Concurrent with viral load reductions, PD-1 blockade produced significant increases in the percentages of CD8+ T cells in the peripheral blood of chronically HIV-infected BLT mice which had high levels of CD8+PD-1+ expression. At 3 to 5 weeks following the initiation of anti-PD-1 mAb treatment, the percentage of CD8+ T cells in “PD1-HI” mice was 2.6-fold greater than in Control mice that were treated with control or no antibody (P = 0.0007), and 2.7-fold greater in the “PD1-HI” mice prior to anti-PD-1 treatment (Figure 4a). In contrast, PD-1 blockade produced no significant changes in the percentage of CD4+ T cells in the “PD1-HI” mice compared with Control HIV-infected mice (Figure 4a) or with “PD1-HI” mice prior to anti-PD-1 treatment. By 13–17 weeks following the initiation of anti-PD-1 antibody treatment, the increase in the percentage of CD8+ T cells in “PD1-HI” mice was no longer statistically significant compared with control HIV-infected mice (Figure 4a). The percentages of CD8+ or CD4+ T cells in “PD1-LO” mice were not significantly different from control HIV-infected mice or from the pre-mAb treatment levels in “PD1-LO” mice at either of the post-mAb treated time points evaluated (Figure 4a). The results suggest that PD-1 blockade produced a significant expansion of human CD8+ T cells, but not CD4+ T cells, in chronically HIV-infected BLT mice that had high levels of PD-1 expression on their CD8+ T cells.

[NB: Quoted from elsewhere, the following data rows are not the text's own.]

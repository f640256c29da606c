use std::{sync::Arc, time::Duration};

use anyhow::{anyhow, bail, Context, Result};
use futures::future::{BoxFuture, FutureExt};
use reqwest::{
    multipart::{Form, Part},
    Client,
};
use serde::Deserialize;

use crate::sampler::FramePayload;

use super::{
    fallback::{degradation_reason, demo_metrics},
    MetricsFailurePolicy, MetricsOutcome, MetricsResult, OverlayImage, ServiceHealth,
};

const ENABLE_LOGS: bool = true;

use crate::{log_debug, log_warn};

#[derive(Debug, Clone, Copy, PartialEq, Eq)]
pub enum Endpoint {
    MetricsJson,
    Overlay,
}

impl Endpoint {
    pub fn path(&self) -> &'static str {
        match self {
            Endpoint::MetricsJson => "/analyze_frame_json",
            Endpoint::Overlay => "/analyze_frame",
        }
    }
}

/// Raw request/response exchange with the analysis service. Non-success
/// statuses come back as errors; interpretation is left to the gateway.
pub trait AnalysisTransport: Send + Sync {
    fn post_frame<'a>(
        &'a self,
        endpoint: Endpoint,
        frame: &'a FramePayload,
    ) -> BoxFuture<'a, Result<Vec<u8>>>;

    fn get_health(&self) -> BoxFuture<'_, Result<Vec<u8>>>;
}

pub struct HttpTransport {
    client: Client,
    base_url: String,
}

impl HttpTransport {
    pub fn new(base_url: impl Into<String>) -> Result<Self> {
        let client = Client::builder()
            .build()
            .context("failed to build HTTP client")?;
        Ok(Self {
            client,
            base_url: base_url.into().trim_end_matches('/').to_string(),
        })
    }

    fn url(&self, path: &str) -> String {
        format!("{}{}", self.base_url, path)
    }
}

impl AnalysisTransport for HttpTransport {
    fn post_frame<'a>(
        &'a self,
        endpoint: Endpoint,
        frame: &'a FramePayload,
    ) -> BoxFuture<'a, Result<Vec<u8>>> {
        async move {
            let url = self.url(endpoint.path());
            let part = Part::bytes(frame.jpeg.clone())
                .file_name("frame.jpg")
                .mime_str("image/jpeg")
                .context("invalid frame mime type")?;
            let form = Form::new().part("file", part);

            let response = self
                .client
                .post(&url)
                .multipart(form)
                .send()
                .await
                .with_context(|| format!("failed to reach {url}"))?;

            let status = response.status();
            if !status.is_success() {
                let body = response.text().await.unwrap_or_default();
                bail!("analysis service returned {status}: {body}");
            }

            let body = response
                .bytes()
                .await
                .context("failed to read analysis response body")?;
            Ok(body.to_vec())
        }
        .boxed()
    }

    fn get_health(&self) -> BoxFuture<'_, Result<Vec<u8>>> {
        async move {
            let url = self.url("/health");
            let response = self
                .client
                .get(&url)
                .send()
                .await
                .with_context(|| format!("failed to reach {url}"))?;
            let status = response.status();
            if !status.is_success() {
                bail!("health check returned {status}");
            }
            Ok(response.bytes().await?.to_vec())
        }
        .boxed()
    }
}

#[derive(Deserialize)]
#[serde(untagged)]
enum MetricsResponse {
    Wrapped { analysis: MetricsResult },
    Flat(MetricsResult),
}

fn parse_metrics(body: &[u8]) -> Result<MetricsResult> {
    let response: MetricsResponse =
        serde_json::from_slice(body).context("malformed metrics response")?;
    let result = match response {
        MetricsResponse::Wrapped { analysis } => analysis,
        MetricsResponse::Flat(result) => result,
    };
    Ok(result.normalized())
}

/// Applies the fallback policy on top of a transport. Neither fetch ever
/// returns an error to the caller.
pub struct AnalysisGateway {
    transport: Arc<dyn AnalysisTransport>,
    failure_policy: MetricsFailurePolicy,
    request_timeout: Option<Duration>,
}

impl AnalysisGateway {
    pub fn new(
        transport: Arc<dyn AnalysisTransport>,
        failure_policy: MetricsFailurePolicy,
        request_timeout: Option<Duration>,
    ) -> Self {
        Self {
            transport,
            failure_policy,
            request_timeout,
        }
    }

    pub fn failure_policy(&self) -> MetricsFailurePolicy {
        self.failure_policy
    }

    pub async fn fetch_metrics(&self, frame: &FramePayload) -> MetricsOutcome {
        let parsed = self
            .round_trip(Endpoint::MetricsJson, frame)
            .await
            .and_then(|body| parse_metrics(&body));

        match parsed {
            Ok(result) => MetricsOutcome::Live(result),
            Err(err) => {
                log_warn!("metrics request failed: {err:#}");
                let reason = degradation_reason(&err);
                match self.failure_policy {
                    MetricsFailurePolicy::Fallback => MetricsOutcome::Degraded {
                        result: demo_metrics(),
                        reason,
                    },
                    MetricsFailurePolicy::Surface => MetricsOutcome::Failed {
                        reason: format!("Analysis failed: {err:#}"),
                    },
                }
            }
        }
    }

    /// `None` leaves whatever overlay is already on screen in place.
    pub async fn fetch_overlay(&self, frame: &FramePayload) -> Option<OverlayImage> {
        let body = match self.round_trip(Endpoint::Overlay, frame).await {
            Ok(body) => body,
            Err(err) => {
                log_debug!("overlay request failed: {err:#}");
                return None;
            }
        };

        let decoded = tokio::task::spawn_blocking(move || image::load_from_memory(&body))
            .await
            .map_err(|err| anyhow!("overlay decode worker join failed: {err}"))
            .and_then(|res| res.context("overlay body is not an image"));

        match decoded {
            Ok(image) => Some(OverlayImage::new(image.to_rgba8())),
            Err(err) => {
                log_warn!("discarding overlay response: {err:#}");
                None
            }
        }
    }

    pub async fn health(&self) -> Result<ServiceHealth> {
        let body = self.transport.get_health().await?;
        serde_json::from_slice(&body).context("malformed health response")
    }

    async fn round_trip(&self, endpoint: Endpoint, frame: &FramePayload) -> Result<Vec<u8>> {
        let call = self.transport.post_frame(endpoint, frame);
        match self.request_timeout {
            Some(limit) => tokio::time::timeout(limit, call)
                .await
                .map_err(|_| anyhow!("request timed out after {} ms", limit.as_millis()))?,
            None => call.await,
        }
    }
}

PD-1 blockade did not affect the breadth or magnitude of anti-HIV antibody responses in chronically infected BLT mice. Western blots demonstrated both human IgM and IgG antibodies to multiple HIV antigens, including gp160, gp120, p65, p40, and p24, were generated in chronically infected mice (indicating that antibody class switching occurs in these animals, Figure 4b). However, anti-PD-1 mAb treatment of “PD1-HI” mouse did not increase the number of HIV antigens targeted compared to that treated with control Ab (Figure 4b). Anti-HIV Ab ELISAs demonstrated that anti-PD-1 mAb also did not increase antibody titers to those antigens that were targeted: IgG Ab titers to HIV p24 were found to be similar between anti-PD-1 mAb and control Ab-treated groups (Figure 4c), as were IgG titers to HIV envelope gp120 (Figure 4d).

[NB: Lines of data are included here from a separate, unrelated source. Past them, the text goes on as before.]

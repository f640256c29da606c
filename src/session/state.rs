use chrono::{DateTime, Utc};
use serde::Serialize;

use crate::{
    analysis::{MetricsOutcome, MetricsResult, OverlayImage},
    device::DeviceState,
    history::{HistoryAggregator, HistoryEntry, SessionStats},
};

#[derive(Debug, Clone, Copy, Serialize, PartialEq, Eq)]
#[serde(rename_all = "camelCase")]
pub enum SessionPhase {
    Setup,
    DeviceActive,
    Analyzing,
}

/// The result currently on display. A degraded result carries the reason it
/// stands in for a real measurement.
#[derive(Debug, Clone, Serialize, PartialEq)]
#[serde(rename_all = "camelCase")]
pub struct CurrentAnalysis {
    pub result: MetricsResult,
    pub degraded_reason: Option<String>,
    pub received_at: DateTime<Utc>,
}

impl CurrentAnalysis {
    pub fn is_degraded(&self) -> bool {
        self.degraded_reason.is_some()
    }
}

#[derive(Debug, Clone, Serialize, PartialEq)]
#[serde(rename_all = "camelCase")]
pub struct SessionSnapshot {
    pub phase: SessionPhase,
    pub device: DeviceState,
    pub analysis_enabled: bool,
    pub overlay_enabled: bool,
    pub current: Option<CurrentAnalysis>,
    pub has_overlay: bool,
    pub stats: SessionStats,
    pub last_error: Option<String>,
}

#[derive(Debug, Clone, Serialize)]
#[serde(tag = "type", rename_all = "camelCase")]
pub enum SessionEvent {
    StateChanged { snapshot: SessionSnapshot },
    AnalysisUpdated { analysis: CurrentAnalysis },
    OverlayRendered { width: u32, height: u32 },
    AnalysisFailed { reason: String },
}

/// Everything the session shows, plus the epochs that let job units tell
/// whether their schedule is still the live one.
#[derive(Debug)]
pub struct SessionState {
    pub device: DeviceState,
    pub analysis_enabled: bool,
    pub overlay_enabled: bool,
    pub current: Option<CurrentAnalysis>,
    pub latest_overlay: Option<OverlayImage>,
    pub history: HistoryAggregator,
    pub last_error: Option<String>,
    metrics_epoch: u64,
    overlay_epoch: u64,
}

impl SessionState {
    pub fn new(history_capacity: usize) -> Self {
        Self {
            device: DeviceState::Idle,
            analysis_enabled: false,
            overlay_enabled: false,
            current: None,
            latest_overlay: None,
            history: HistoryAggregator::new(history_capacity),
            last_error: None,
            metrics_epoch: 0,
            overlay_epoch: 0,
        }
    }

    pub fn phase(&self) -> SessionPhase {
        match (self.device, self.analysis_enabled) {
            (DeviceState::Active, true) => SessionPhase::Analyzing,
            (DeviceState::Active, false) => SessionPhase::DeviceActive,
            _ => SessionPhase::Setup,
        }
    }

    pub fn metrics_epoch(&self) -> u64 {
        self.metrics_epoch
    }

    pub fn overlay_epoch(&self) -> u64 {
        self.overlay_epoch
    }

    pub fn metrics_gate_open(&self, epoch: u64) -> bool {
        self.device == DeviceState::Active && self.analysis_enabled && self.metrics_epoch == epoch
    }

    pub fn overlay_gate_open(&self, epoch: u64) -> bool {
        self.device == DeviceState::Active
            && self.analysis_enabled
            && self.overlay_enabled
            && self.overlay_epoch == epoch
    }

    /// Marks analysis on and returns the epoch for the new metrics schedule.
    pub fn begin_analysis(&mut self) -> u64 {
        self.analysis_enabled = true;
        self.metrics_epoch += 1;
        self.metrics_epoch
    }

    /// Invalidates both schedules. The overlay flag itself survives so the
    /// next start restores it.
    pub fn end_analysis(&mut self) {
        self.analysis_enabled = false;
        self.metrics_epoch += 1;
        self.overlay_epoch += 1;
    }

    pub fn arm_overlay(&mut self) -> u64 {
        self.overlay_enabled = true;
        self.overlay_epoch += 1;
        self.overlay_epoch
    }

    pub fn disarm_overlay(&mut self) {
        self.overlay_enabled = false;
        self.overlay_epoch += 1;
        self.latest_overlay = None;
    }

    /// Live results feed both the current slot and history. Degraded ones
    /// only fill the slot, so statistics stay real measurements.
    pub fn apply_metrics(&mut self, outcome: MetricsOutcome, now: DateTime<Utc>) -> SessionEvent {
        match outcome {
            MetricsOutcome::Live(result) => {
                self.history.append(HistoryEntry {
                    timestamp: now,
                    result: result.clone(),
                });
                self.last_error = None;
                self.set_current(result, None, now)
            }
            MetricsOutcome::Degraded { result, reason } => {
                self.set_current(result, Some(reason), now)
            }
            MetricsOutcome::Failed { reason } => {
                self.last_error = Some(reason.clone());
                SessionEvent::AnalysisFailed { reason }
            }
        }
    }

    fn set_current(
        &mut self,
        result: MetricsResult,
        degraded_reason: Option<String>,
        now: DateTime<Utc>,
    ) -> SessionEvent {
        let analysis = CurrentAnalysis {
            result,
            degraded_reason,
            received_at: now,
        };
        self.current = Some(analysis.clone());
        SessionEvent::AnalysisUpdated { analysis }
    }

    pub fn clear_results(&mut self) {
        self.history.reset();
        self.current = None;
        self.latest_overlay = None;
        self.last_error = None;
    }

    pub fn snapshot(&self) -> SessionSnapshot {
        SessionSnapshot {
            phase: self.phase(),
            device: self.device,
            analysis_enabled: self.analysis_enabled,
            overlay_enabled: self.overlay_enabled,
            current: self.current.clone(),
            has_overlay: self.latest_overlay.is_some(),
            stats: self.history.stats(),
            last_error: self.last_error.clone(),
        }
    }
}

Co-expression of PD-1 with other inhibitory receptors differed between CD8+ and CD4+ T cells in chronically HIV-infected BLT mice

In addition to PD-1, exhausted T cells may express a number of other inhibitory receptors during chronic infection, and co-expression of multiple inhibitory receptors has been associated with greater T cell exhaustion and more severe infection [35]. We consequently analyzed the co-expression of PD-1 with other inhibitory receptors associated with exhaustion, CD244, CD160, and LAG-3, by CD4+ and CD8+ cells in chronically HIV-infected BLT mice (Figure 5a). There were no significant differences in the percentages of PD-1-expressing CD8+ or CD4+ T cells that co-expressed CD244 or CD160 cells between the “PD1-HI” and Control mice before or after treatment with anti-PD-1, or control Ab, at 13 or 26 weeks p.i.(Figure 5b). Co-expression of LAG-3 by PD-1 expressing CD8+ T cells was significantly decreased following anti-PD-1 mAb treatment of “PD-HI” mice compared to Control mice at 26 weeks p.i. (P = 0.035).

Figure 5. Co-expression of inhibitory receptors on CD8+ and CD4+ T cells in chronically HIV-infected BLT mice.

A) Representative flow cytometry data of peripheral blood from an HIV-infected BLT mouse at 13 weeks post infection. Co-expression of CD244, CD160, and LAG-3 with PD-1 was determined on human CD8+ and CD4+ cells. B) Percentages of PD-1 expressing CD8+ and CD4+ T cells co-expressing CD244, CD160, and LAG-3 at 13 weeks and 26 weeks post infection. Horizontal lines within data points depict mean values. *P = 0.036, Mann-Whitney test.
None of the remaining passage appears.